The people of Cartersville were not surprised when the announcement was made Saturday that Mr. F. M. Walker was dead.  His has been a long illness and all knew that it was only a question of a short time with him.  Mr. Walker had been in declining health for years, but up to a few months ago had persisted in plying his avocation.  Palsy – “creeping palsy”—had taken a firm hold upon him and gradually wore him away.  His funeral Sunday was one of the largest ever seen in the city in some time, being held at the Baptist church, Rev. A. W. Bealer, officiating, and many were the expressions of sincere regret of the passing away of this grand old character.  Friends that knew him years and years ago came miles to pay their last tribute and respect to his memory.  The services at the church were brief, the deceased having expressed a simple, plain funeral. One of his requests while he lay upon his sick bed was Mrs.
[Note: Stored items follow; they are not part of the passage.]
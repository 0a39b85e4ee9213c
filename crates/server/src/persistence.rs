//! Persistence gateway - the chat log in SQLite
//!
//! Uses `spawn_blocking` for async-safe SQLite access. One connection is
//! shared behind a mutex, so appends are serialized and a record's id and
//! clamped timestamp are decided atomically.

use std::path::Path;
use std::sync::{Arc, Mutex, PoisonError};

use async_trait::async_trait;
use chrono::{SecondsFormat, Utc};
use rusqlite::{params, Connection, Row};
use thiserror::Error;
use tracing::{debug, info};

use chatrelay_protocol::{new_id, MessageRecord, NewRecord, RecordKind};

use crate::migration_runner::run_migrations;

#[derive(Debug, Error)]
pub enum StoreError {
    #[error("SQLite error: {0}")]
    Sqlite(#[from] rusqlite::Error),

    #[error("Storage task failed: {0}")]
    Task(#[from] tokio::task::JoinError),
}

/// Durable, append-only chat log.
#[async_trait]
pub trait MessageStore: Send + Sync {
    /// Persist a record, assigning its id. The stored timestamp never precedes
    /// the latest one already in the log.
    async fn append(&self, record: NewRecord) -> Result<MessageRecord, StoreError>;

    /// The `limit` most recent records, newest first.
    async fn recent(&self, limit: usize) -> Result<Vec<MessageRecord>, StoreError>;

    /// Every record, oldest first.
    async fn all(&self) -> Result<Vec<MessageRecord>, StoreError>;
}

/// Current time as ISO 8601 UTC with microsecond precision.
///
/// Fixed width, so string order matches time order.
pub fn chrono_now() -> String {
    Utc::now().to_rfc3339_opts(SecondsFormat::Micros, true)
}

#[derive(Clone)]
pub struct SqliteStore {
    conn: Arc<Mutex<Connection>>,
}

impl SqliteStore {
    /// Open (or create) the database file and bring its schema up to date.
    pub fn open(path: &Path) -> anyhow::Result<Self> {
        let mut conn = Connection::open(path)?;

        // Set up connection for concurrent access
        conn.execute_batch(
            "PRAGMA journal_mode = WAL;
             PRAGMA busy_timeout = 5000;
             PRAGMA synchronous = NORMAL;",
        )?;
        run_migrations(&mut conn)?;

        info!(
            component = "persistence",
            event = "persistence.opened",
            path = %path.display(),
            "Message store opened"
        );
        Ok(Self::from_connection(conn))
    }

    pub fn open_in_memory() -> anyhow::Result<Self> {
        let mut conn = Connection::open_in_memory()?;
        run_migrations(&mut conn)?;
        Ok(Self::from_connection(conn))
    }

    fn from_connection(conn: Connection) -> Self {
        Self {
            conn: Arc::new(Mutex::new(conn)),
        }
    }

    async fn with_conn<T, F>(&self, f: F) -> Result<T, StoreError>
    where
        F: FnOnce(&Connection) -> Result<T, rusqlite::Error> + Send + 'static,
        T: Send + 'static,
    {
        let conn = Arc::clone(&self.conn);
        let result = tokio::task::spawn_blocking(move || {
            let guard = conn.lock().unwrap_or_else(PoisonError::into_inner);
            f(&guard)
        })
        .await?;
        Ok(result?)
    }
}

#[async_trait]
impl MessageStore for SqliteStore {
    async fn append(&self, record: NewRecord) -> Result<MessageRecord, StoreError> {
        let stored = self.with_conn(move |conn| insert_record(conn, record)).await?;
        debug!(
            component = "persistence",
            event = "persistence.appended",
            record_id = %stored.id,
            kind = stored.kind.as_str(),
            "Record appended"
        );
        Ok(stored)
    }

    async fn recent(&self, limit: usize) -> Result<Vec<MessageRecord>, StoreError> {
        let limit = i64::try_from(limit).unwrap_or(i64::MAX);
        self.with_conn(move |conn| {
            let mut stmt = conn.prepare(
                "SELECT id, kind, sender, body, timestamp, attachment, error
                 FROM messages
                 ORDER BY timestamp DESC, seq DESC
                 LIMIT ?1",
            )?;
            let records = stmt
                .query_map(params![limit], record_from_row)?
                .collect::<Result<Vec<_>, _>>()?;
            Ok(records)
        })
        .await
    }

    async fn all(&self) -> Result<Vec<MessageRecord>, StoreError> {
        self.with_conn(|conn| {
            let mut stmt = conn.prepare(
                "SELECT id, kind, sender, body, timestamp, attachment, error
                 FROM messages
                 ORDER BY timestamp ASC, seq ASC",
            )?;
            let records = stmt
                .query_map([], record_from_row)?
                .collect::<Result<Vec<_>, _>>()?;
            Ok(records)
        })
        .await
    }
}

fn insert_record(conn: &Connection, mut record: NewRecord) -> Result<MessageRecord, rusqlite::Error> {
    let latest: Option<String> =
        conn.query_row("SELECT MAX(timestamp) FROM messages", [], |row| row.get(0))?;
    if let Some(latest) = latest {
        if record.timestamp < latest {
            record.timestamp = latest;
        }
    }

    let id = new_id();
    conn.execute(
        "INSERT INTO messages (id, kind, sender, body, timestamp, attachment, error)
         VALUES (?1, ?2, ?3, ?4, ?5, ?6, ?7)",
        params![
            id,
            record.kind.as_str(),
            record.sender,
            record.body,
            record.timestamp,
            record.attachment,
            record.error,
        ],
    )?;

    Ok(record.into_record(id))
}

fn record_from_row(row: &Row<'_>) -> Result<MessageRecord, rusqlite::Error> {
    let kind: String = row.get(1)?;
    Ok(MessageRecord {
        id: row.get(0)?,
        kind: RecordKind::parse(&kind).unwrap_or(RecordKind::Text),
        sender: row.get(2)?,
        body: row.get(3)?,
        timestamp: row.get(4)?,
        attachment: row.get(5)?,
        error: row.get(6)?,
    })
}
Annie Laura Cunyus sing “That Unclouded Day,” which that lady did in her most expressive manner.  After the church services were over, the remains were then taken charge of by the Masonic fraternity, a large number being present.  At the grave Worshipful Master Aikin read the beautiful and impressive ceremony, adding some interesting remarks concerning the deceased Mason.  He told of his faithfulness to Masonry during the war, when Sherman, on his cruel march to the sea, approached beautiful Cassville.  Mr. Walker upon realizing the danger of the hour and knowing that flames would soon lay the town low, bethought himself of the Masonic lodge paraphernalia and jewels.  He rushed to the lodge room, gathered them together and carried them to his home a few hundred yards distant.  Gen. Sherman, learned of the circumstances, put a provost guard around him, and a day or so later gave him an escort of soldiers to carry the paraphernalia and jewels to Pine Log, virtually moving the Cassville Lodge, without authority of the Grand Lodge, to Pine Log.  The Grand Lodge at its first meeting fully exonerated this faithful brother and soon the Pine Log lodge was established.  Judge Aiken paid a glowing tribute to the sterling qualities of the man, his firmness of character, who at all times and under all circumstances possessed the courage of his convictions.  The obsequies at the grave were most impressive and a large crowd was present.
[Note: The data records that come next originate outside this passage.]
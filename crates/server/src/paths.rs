//! Path resolution for chatrelay data files.
//!
//! Resolved once at startup from: CLI `--data-dir` > `CHATRELAY_DATA_DIR` env > `~/.chatrelay`.
//! Callsites take paths from [`DataPaths`] instead of building them from `HOME`.

use std::io;
use std::path::{Path, PathBuf};

#[derive(Debug, Clone, PartialEq, Eq)]
pub struct DataPaths {
    root: PathBuf,
}

impl DataPaths {
    /// Resolve the data directory. `explicit` already reflects the CLI flag
    /// and its env fallback.
    pub fn resolve(explicit: Option<&Path>) -> anyhow::Result<Self> {
        let root = match explicit {
            Some(p) => p.to_path_buf(),
            None => dirs::home_dir()
                .ok_or_else(|| anyhow::anyhow!("HOME directory not found"))?
                .join(".chatrelay"),
        };
        Ok(Self { root })
    }

    pub fn root(&self) -> &Path {
        &self.root
    }

    pub fn db_path(&self) -> PathBuf {
        self.root.join("chatrelay.db")
    }

    pub fn log_dir(&self) -> PathBuf {
        self.root.join("logs")
    }

    pub fn api_key_path(&self) -> PathBuf {
        self.root.join("api-key")
    }

    /// Create all required subdirectories under the data dir.
    pub fn ensure_dirs(&self) -> io::Result<()> {
        std::fs::create_dir_all(&self.root)?;
        std::fs::create_dir_all(self.log_dir())?;
        Ok(())
    }
}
Francis Martin Walker was born in Surry county, N. C. seventy-four years ago, where he lived to man’s estate, and married Miss Letitia M. Barna (sic).  In 1855 he came to Cassville, where he plied his trade, that of a boot and shoe maker.  It is said of him that he was, in his prime, one of the best men in the county, and many are those who have fallen beneath his prowess in a contest of physical strength.

Besides his bereaved widow, he leaves five living children, Mrs. J. Schley, of Alabama; Mr. Robert Walker, editor of the Dallas New Era, Dallas, Ga.; Mr. Tom Walker, of Florida; Miss Madaline Walker and Mr. Herbert Walker, of the East & West railroad.  The family feel grateful for the many kindnesses shown the husband and father during his illness and the many expressions of sympathy from the vast number of friends and ask THE NEWS to thank them for the same.